Jay Grossman
Jay Grossman
Published on:

Automating Image Processing with Python

Automating Image Processing with Python

If you have been reading this blog, you'll know I collect sports cards. It's fun to share what I have with other collectors (by posting scans on sportscollectors.net, facebook, etc.).

A few years ago I bought a Brother MFC-9130CW all in one printer/scanner that I use to do my scanning. I usually set it to scan documents in legal format so I can fit 9 cards on a scan (3 rows by 3 columns). And since I want to do this most efficiently, I generally save them as a 200dpi pdf file with multiple pages.

The requirements:

  1. We will have a multipage pdf, with each page containing a 3x3 grid of equal sized card images. I will use this sample file for this exercise: sample_cards_file.pdf (3.02 mb)

  2. We will need each image cropped to show the full card (we can have some extra space around it) and saved to it's own jpeg file. An example is show below:


     
  3. I will supply a directory path containing the outputted images. Since I will put them in my inventory database, I'll need to supply the starting number for the image names and have each subsequent image increment by one.

The process: 

I like using Python for automating things, as it seems to have libraries for most things I want to do.  So I figured it would be a good candidate for this project.
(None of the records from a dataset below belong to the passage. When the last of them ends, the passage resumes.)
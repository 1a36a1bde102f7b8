//! Recommendation endpoint that proxies to the Gemini-backed recommender.

use axum::{extract::State, http::HeaderMap, Json};
use serde_json::Value;
use std::sync::Arc;

use crate::api::ApiJson;
use crate::app::AppState;
use crate::domain::{validate_breakdown, RecommendResponse};
use crate::error::{ApiError, ApiResult};
use crate::middleware::RequestIdExt;

/// Generate recommendations for an emissions breakdown.
///
/// The body is shape-checked before anything leaves the process, so a bad
/// request never costs an upstream call.
///
/// POST /recommend
pub async fn recommend(
    headers: HeaderMap,
    State(state): State<Arc<AppState>>,
    ApiJson(body): ApiJson<Value>,
) -> ApiResult<Json<RecommendResponse>> {
    let Value::Object(data) = body else {
        return Err(ApiError::BadRequest("Missing request data".to_string()));
    };

    let breakdown = validate_breakdown(&data)?;

    tracing::debug!(
        request_id = headers.request_id(),
        total_emission = breakdown.total_emission,
        "Requesting recommendations"
    );

    let recommendations = state.recommender.synthesize(&breakdown).await?;

    Ok(Json(RecommendResponse { recommendations }))
}
//! JSON body extractor whose rejections use the service error envelope.

use axum::extract::FromRequest;

use crate::error::ApiError;

/// Drop-in for [`axum::Json`] that turns malformed or missing bodies into a
/// 400 `{"error": ...}` response instead of axum's plain-text rejection.
#[derive(Debug, FromRequest)]
#[from_request(via(axum::Json), rejection(ApiError))]
pub struct ApiJson<T>(pub T);
//! Domain types and DTOs
//!
//! These types define the data structures for activity input, emissions and
//! recommendations.

pub mod emissions;
pub mod recommendations;

pub use emissions::*;
pub use recommendations::*;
  1. The first thing we will want to be able to define some global variables

    #paths
    source_file = '/tmp/sample_cards_file.pdf'
    out_dir = '/tmp/process/'
    
    # page setup
    rows = 3
    cols = 3
    
    # defines where the last run of this left off on (first item will be 1.jpg if 0)
    starting_count = 0
    
    #spacing offsets
    top_offest = 0
    left_offset = 260
    bottom_offset = 0
    right_offset = 0
    spacer = 40
    vert_spacer=0
  2. We will need to do is convert the each page of the pdf to a jpeg file.

    Python has a library called pdf2image to do this:

    pip install pdf2image
    pip install poppler
    
    # I used this syntax instead do of pip when running this in a jupyter notebook
    # conda install -c conda-forge pdf2image
    # conda install -c conda-forge poppler
    
    from pdf2image import convert_from_path
    
    # function that converts multipage pdf to individual
    # jpeg images. Function returns list of image paths.
    def convert_pdf_to_jpegs(pdf_path, out_dir):
        file_paths=[]
        pages = convert_from_path(pdf_path, 500)
        page_count = 1
        for page in pages:
            image_path="{}temp_page_{}.jpg".format(out_dir, str(page_count))
            #add to the list
            file_paths.append(image_path)
            #save converted file
            page.save(image_path, 'JPEG')
            page_count += 1
        return file_paths
  3. We will have a function that breaks up an image with our 9 cards and save each individually to a specified directory. We will need the ability to seed the first image name. The function can use the spacing offset variables

    from PIL import Image
    
    def split_images_from_page(image_path, out_dir, row_count, col_count, start_number):
        # opens the image file 
        Im = Image.open(image_path)
    
        # calculates height and width of image
        full_width = Im.width
        full_height = Im.height
        image_height = int((full_height - vert_spacer - top_offest - bottom_offset) / rows)
        image_width = int((full_width - spacer - left_offset - right_offset) / cols)
        
        image_count = 0
        row_current=1
    
        #iterates through rows and columns
        while row_current <= row_count:
            col_current = 1
            while col_current <= col_count:
    
                # calculates the coordinates on the image to crop            
                croppedIm = Im.crop((left_offset + ((col_current - 1) * image_width) + spacer, top_offest + ((row_current - 1) * image_height), min(left_offset + (col_current * image_width) + ((col_current - 1) * spacer), Im.width), top_offest + (row_current * image_height) + vert_spacer))
    
                # if you wanted to resize the image to 300 width and 420 height 
                # croppedIm = croppedIm.resize((300, 420))
                
                # saves the image to specified directory
                croppedIm.save("{}/{}.jpg".format(out_dir, start_number+image_count))
           
                col_current += 1
                image_count += 1        
            row_current+=1
  4. Calling the functions:

    import os
    
    page_count = 1
    
    # convert pdf to jpeg file for each page
    file_paths = convert_pdf_to_jpegs(source_file, out_dir)
    
    # split each page into images
    for file_path in file_paths:
        number_start = starting_count + (page_count-1) * (rows * cols) + 1 
        split_images_from_page(file_path, out_dir, rows, cols, number_start)
        page_count += 1
    
    # clean up delete jpeg files for each page
    for file_path in file_paths:
        os.remove(file_path)

 

Here is my ipython notebook with the code detailed above: 

pdf_scan_process.ipynb